BEGIN Records provided

//! Metrics aggregator.

use crate::error::Result;
use crate::providers::MetricsRepository;
use crate::types::Metrics;
use std::sync::Arc;

/// Read-only dashboard numbers.
#[derive(Clone)]
pub struct MetricsAggregator {
    repo: Arc<dyn MetricsRepository>,
}

impl MetricsAggregator {
    /// Create an aggregator over `repo`.
    #[must_use]
    pub fn new(repo: Arc<dyn MetricsRepository>) -> Self {
        Self { repo }
    }

    /// Compute invite count, RSVP count and per-food child counts.
    ///
    /// The three queries run concurrently and are not taken from one
    /// snapshot; under concurrent writes the numbers may be a moment apart.
    ///
    /// # Errors
    ///
    /// Returns `RsvpError::Persistence` if any query fails.
    pub async fn compute(&self) -> Result<Metrics> {
        let (invited, rsvps, food_totals) = futures::try_join!(
            self.repo.count_invites(),
            self.repo.count_rsvps(),
            self.repo.food_totals(),
        )?;

        Ok(Metrics {
            invited,
            rsvps,
            food_totals,
        })
    }
}

impl std::fmt::Debug for MetricsAggregator {
    fn fmt(&self, f: &mut std::fmt::Formatter<'_>) -> std::fmt::Result {
        f.debug_struct("MetricsAggregator").finish_non_exhaustive()
    }
}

END Records provided

■ Your task:
Only the lines from the one with "fn fmt(&self, f: &mut" through the final line above belong in the answer, each reproduced word for word.

■ Exercise result:
    fn fmt(&self, f: &mut std::fmt::Formatter<'_>) -> std::fmt::Result {
        f.debug_struct("MetricsAggregator").finish_non_exhaustive()
    }
}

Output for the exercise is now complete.